As he accepted the autobiography award for The Lost, Daniel Mendelsohn said that he was especially proud to get this prize “in an era in which every who owns a Dell laptop is a published critic,” while the NBCC prize comes from “people who know what they’re talking about.” Well, as one of the great electronic unwashed, to heck with you, and you’re still completely wrong about Peanuts. OK, fine, we kid because we love and all that, but perhaps the remark rankled more because of NBCC president John Freeman’s defensive opening remarks about how “book reviews are the gateway to our culture,” aimed at establishing the continuing relevance of book reviewers in an age when bloggers are attracting more and more of the readers who do, in fact, crave good information about books and writers about which they might well like to know more. This is especially ironic, given that the NBCC board of directors now has two members, Lizzie Skurnick and Jessa Crispin, who are as “famous” if not more so for their online writing as for whatever they’ve done in print. The debate continues…

UPDATE: Daniel Mendelsohn has clarified his comments at Galleycat, writing, “The obvious meaning of my comment, made in the context of accepting an award from my fellow professional book critics, was that it is an honor to have the high esteem of one’s fellow professionals—writers whose published opinions of books, unlike those of random online commentators, are necessarily subject to many stages of vetting, editing, proofing, and above all editorial evaluation by people knowledgeable in the field of literature, and which are therefore more likely, broadly speaking, to be ‘expert’: which is, as far as I’m concerned, the kind of opinion that is meaningful.”

I’m happy that Mendelsohn has expressed himself more thoroughly, but I still think that he might want to bop around the blogosphere a bit more before making such a charge. I agree with him that having a laptop does not necessarily make one a reviewer or a reporter. But while I’m not really the kind of guy inclined to toot his own horn, the roundtable discussions featured on this site (as well as the Litblog Co-Op) have, in fact, involved organizing people who are qualified to comment upon the books they read (in that they actually read the book from start to finish, a task that eludes such “experts” as Malcolm Jones), fixing grammar, playing doubting Thomas, and encouraging alternative lines of argument. The Bat Segundo podcasts involve at least ten hours of reading and preliminary research for each guest, and often many more. Whether any of this is sufficiently “expert” is, of course, subject to your interpretation. I’ve never professed to be a literary “expert,” but I do try to initiate thought and conversations that don’t appear to be practiced by the “experts” who fail to read the books of the authors they interview or review.

4 Comments

  1. Well, since you kid, I’ll kid too:

    All things being equal, I’d rather know a lot about culture and not as much about online culture. And, at 46, I wouldn’t exactly classify my brother as a “fogie.”

    Cheers,

    Matt Mendelsohn

  2. All things being equal, I’d rather know a lot about culture, period, wherever it may be found. Blowhards abound in print and online, and fogeys abound in every generation set, old and young. Mendelsohn deserved to win, but his comment was ill-advised and misinformed.
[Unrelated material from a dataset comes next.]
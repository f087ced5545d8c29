pub mod settings;

pub use settings::{AppConfig, DatabaseSettings, RatingSettings, TournamentSettings};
  3. Blowhards may abound, but so does hyperbole. Phrases like “blowhard” and “clueless” don’t exactly add a lot to the debate. You can parse as you like, but I think you’re creating conspiracy here where none exists. It was clear that Daniel’s funny acceptance speech, and particularly his opening remark, was not intended as an indictment of serious literary blogs (both yours and Edward’s are quite impressive) but rather the Amazon-type reviewer who writes that Dr. Zhivago is “soooooo depressing” and thinks he’s ready for the NYTBR.

    As someone who is quite devoted to books, I’m sure that you’re quite aware of the peril of reading too much into something. It was just a joke.

    Again, regards,

    Matt Mendelsohn

  4. I’m never quite happy with the excuse ‘it’s just a joke’. Jokes often indicate underlying attitudes and additionally can function to create a sense of ingroup moral superiority.
    I’d hazard a guess that Mendelsohn wouldn’t care to make an ethnic joke, for example, in such company.

    That said, I agree, however, that there is a lot of lame commentary online. Whether it passes for literary criticism (or even intends to) is another matter.